I remember watching ‘The Way of the Dragon‘, starring Bruce Lee, when I was a teenager. I was fascinated by his natural ability, the perfection of moves and his sophisticated technique. It took me many years to really understand that anyone could become very good, if not exceptional, at any given skill. The essence of this post is not to share my own thinking around the power of purposeful practice or mastery as a concept, though I might look at those later, but to share my own broader view of assessing how one gets closer to mastery.
Assessing Pupils Progress, or APP, remnants which you can find here, was a great in-school assessment tool which allowed teachers to refine their understanding of progression and to make judgements about attainment. I collaborated with a group of people to draft the structure of APP for History at KS3, a process which taught me a lot about the problems with assessing students. APP and similar assessment models created thereafter have done a good job at providing a ‘best fit’ view of students progress but, in my opinion, stumbled when attempting to show evidence of progress towards mastery of core knowledge. A simpler, more student-friendly model was needed.
Fast-forward a few years later – some of which I spent outside of education – and I’m asked to consider an assessment model which could replace National Curriculum Levels. It was part of an interview in-tray task and I had 20 minutes to do write up my thinking. I’d already given this topic a fair bit of consideration much thanks to great bloggers like Tom Sherington and Nick Dennis, to name a couple. This brief task really got me thinking and subsequent appointment allowed me time to collaborate with a fantastic group of people to develop a rigorous structure which showed students how they could progress and break down the Key Stage into manageable chunks they can access. In short, we asked ourselves the question: ‘what do we want students to know/be able to do at the end of key stage 3?’. We adapted the APP framework with our own vision for what mastery would mean in practice, created a long list of statements, divided them into separate assessment objectives and then gave each statement a value of 1%. According to this model, if students succeed in completing all statements they would know 100% mastery of that curriculum. This is of course very difficult so students instead work ‘towards mastery’ in a subject e.g. ‘you are currently working at 53% towards mastery’ – and this works.

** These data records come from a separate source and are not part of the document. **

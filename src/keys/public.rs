// Copyright 2019 Stichting Organism
//
// Licensed under the Apache License, Version 2.0 (the "License");
// you may not use this file except in compliance with the License.
// You may obtain a copy of the License at
//
//     http://www.apache.org/licenses/LICENSE-2.0
//
// Unless required by applicable law or agreed to in writing, software
// distributed under the License is distributed on an "AS IS" BASIS,
// WITHOUT WARRANTIES OR CONDITIONS OF ANY KIND, either express or implied.
// See the License for the specific language governing permissions and
// limitations under the License.

//! Ed25519 Public Key generation,

use crate::errors::CosiError;
use crate::keys::{ExpandedSecretKey, SecretKey};
use crate::tools::EdwardsBoth;
use curve25519_dalek::{
    edwards::{CompressedEdwardsY, EdwardsPoint},
    scalar::Scalar,
};
use core::fmt::Debug;
use zeroize::Zeroize;

/// The length of an Ed25519 `PublicKey`, in bytes.
pub const PUBLIC_KEY_LENGTH: usize = 32;

/// An Ed25519 public key, also used for aggregate keys.
#[derive(Copy, Clone, PartialEq, Eq)]
pub struct PublicKey(pub(crate) EdwardsBoth);

impl Debug for PublicKey {
    fn fmt(&self, f: &mut ::core::fmt::Formatter) -> ::core::fmt::Result {
        write!(f, "PublicKey( {:?} )", self.0.as_compressed())
    }
}

impl Zeroize for PublicKey {
    fn zeroize(&mut self) {
        self.0.zeroize()
    }
}

impl PublicKey {
    const DESCRIPTION: &'static str = "An Ed25519 public key as a 32-byte compressed point.";

    /// Access the compressed Edwards form
    pub fn as_compressed(&self) -> &CompressedEdwardsY {
        self.0.as_compressed()
    }

    /// Extract the compressed Edwards form
    pub fn into_compressed(self) -> CompressedEdwardsY {
        self.0.into_compressed()
    }

    /// Access the point form
    pub fn as_point(&self) -> &EdwardsPoint {
        self.0.as_point()
    }

    /// Extract the point form
    pub fn into_point(self) -> EdwardsPoint {
        self.0.into_point()
    }

    /// Decompress into the `PublicKey` format that also retains the
    /// compressed form.
    pub fn from_compressed(compressed: CompressedEdwardsY) -> Result<PublicKey, CosiError> {
        Ok(PublicKey(EdwardsBoth::from_compressed(compressed)?))
    }

    /// Compress into the `PublicKey` format that also retains the
    /// uncompressed form.
    pub fn from_point(point: EdwardsPoint) -> PublicKey {
        PublicKey(EdwardsBoth::from_point(point))
    }

    /// Convert this public key to a byte array.
    #[inline]
    pub fn to_bytes(&self) -> [u8; PUBLIC_KEY_LENGTH] {
        self.0.to_bytes()
    }

    /// View this public key as a byte array.
    #[inline]
    pub fn as_bytes(&self) -> &[u8; PUBLIC_KEY_LENGTH] {
        self.0.as_bytes()
    }

    /// Construct a `PublicKey` from a slice of bytes.
    ///
    /// The bytes must be the canonical encoding of a point in the
    /// prime-order subgroup.
    ///
    /// # Example
    ///
    /// ```
    /// use ed25519_cosi::*;
    ///
    /// # fn doctest() -> Result<PublicKey, CosiError> {
    /// let public_key_bytes: [u8; PUBLIC_KEY_LENGTH] = [
    ///    215,  90, 152,   1, 130, 177,  10, 183, 213,  75, 254, 211, 201, 100,   7,  58,
    ///     14, 225, 114, 243, 218, 166,  35,  37, 175,   2,  26, 104, 247,   7,   81, 26];
    ///
    /// let public_key = PublicKey::from_bytes(&public_key_bytes)?;
    /// #
    /// # Ok(public_key)
    /// # }
    /// #
    /// # fn main() {
    /// #     assert!(doctest().is_ok());
    /// # }
    /// ```
    ///
    /// # Returns
    ///
    /// A `Result` whose okay value is a `PublicKey` or whose error value
    /// is `CosiError::InvalidEncoding` describing what was wrong.
    #[inline]
    pub fn from_bytes(bytes: &[u8]) -> Result<PublicKey, CosiError> {
        Ok(PublicKey(EdwardsBoth::from_bytes(bytes)?))
    }

    /// Derive this public key from its corresponding `SecretKey`.
    pub fn from_secret(secret_key: &SecretKey) -> PublicKey {
        Self::from_expanded(&secret_key.expand())
    }

    /// Derive this public key from an already expanded secret.
    pub fn from_expanded(expanded: &ExpandedSecretKey) -> PublicKey {
        Self::from_secret_uncompressed(expanded.scalar())
    }

    /// Helper Function to convert [Scalar] into PubKey
    pub(crate) fn from_secret_uncompressed(privkey: &Scalar) -> PublicKey {
        PublicKey(EdwardsBoth::from_point(EdwardsPoint::mul_base(privkey)))
    }
}

impl<'a> From<&'a SecretKey> for PublicKey {
    fn from(source: &'a SecretKey) -> PublicKey {
        PublicKey::from_secret(source)
    }
}

serde_boilerplate!(PublicKey);

#[cfg(test)]
mod tests {
    use super::*;
    use crate::errors::EncodingError;

    #[test]
    fn rfc8032_public_key() {
        let seed = hex::decode("9d61b19deffd5a60ba844af492ec2cc44449c5697b326919703bac031cae7f60").unwrap();
        let sk = SecretKey::from_bytes(&seed).unwrap();
        let pk = PublicKey::from_secret(&sk);

        assert_eq!(
            hex::encode(pk.as_bytes()),
            "d75a980182b10ab7d54bfed3c964073a0ee172f3daa62325af021a68f707511a"
        );
        assert_eq!(PublicKey::from_bytes(pk.as_bytes()).unwrap(), pk);
    }

    #[test]
    fn decode_errors() {
        assert_eq!(
            PublicKey::from_bytes(&[0u8; 16]).unwrap_err(),
            CosiError::InvalidEncoding {
                kind: EncodingError::Length {
                    name: "Point",
                    expected: PUBLIC_KEY_LENGTH,
                    actual: 16
                }
            }
        );

        let mut off_curve = [0u8; 32];
        off_curve[0] = 2;
        assert_eq!(
            PublicKey::from_bytes(&off_curve).unwrap_err(),
            CosiError::from(EncodingError::NotOnCurve)
        );
    }
}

We framed each assessment objective around SOLO Taxonomy because it provides the most effective structure for students, in my opinion, for developing knowledge. It is also a taxonomy which is accessible for students; a great way of writing learning outcomes too. Instead of using the complex (and sometimes confusing) language of Prestructural, Unistructural, Multistructural, Relational and Extended Abstract, we invented a new set of words students could grasp:
- Securing: gather knowledge, have a list of information
- Connecting: link what you know, see the bigger picture
- Evolving: think of new ideas, being able to hypothesise, construct new meaning from information.
A snapshot of an early draft of our Mastery CheckPoints, as we call them at our school, can be seen on the left. We have now adapted it to include a more specific literary element which is used by all departments. There is now also a core knowledge strand which we added after a lot of discussion about what a student should know at the end of KS3 in History. We are getting to a position where we will launch our approach to mastery assessment across our Trust of schools.
I will share the more updated version once we have received feedback from other schools in the Trust. An exciting time in pedagogy.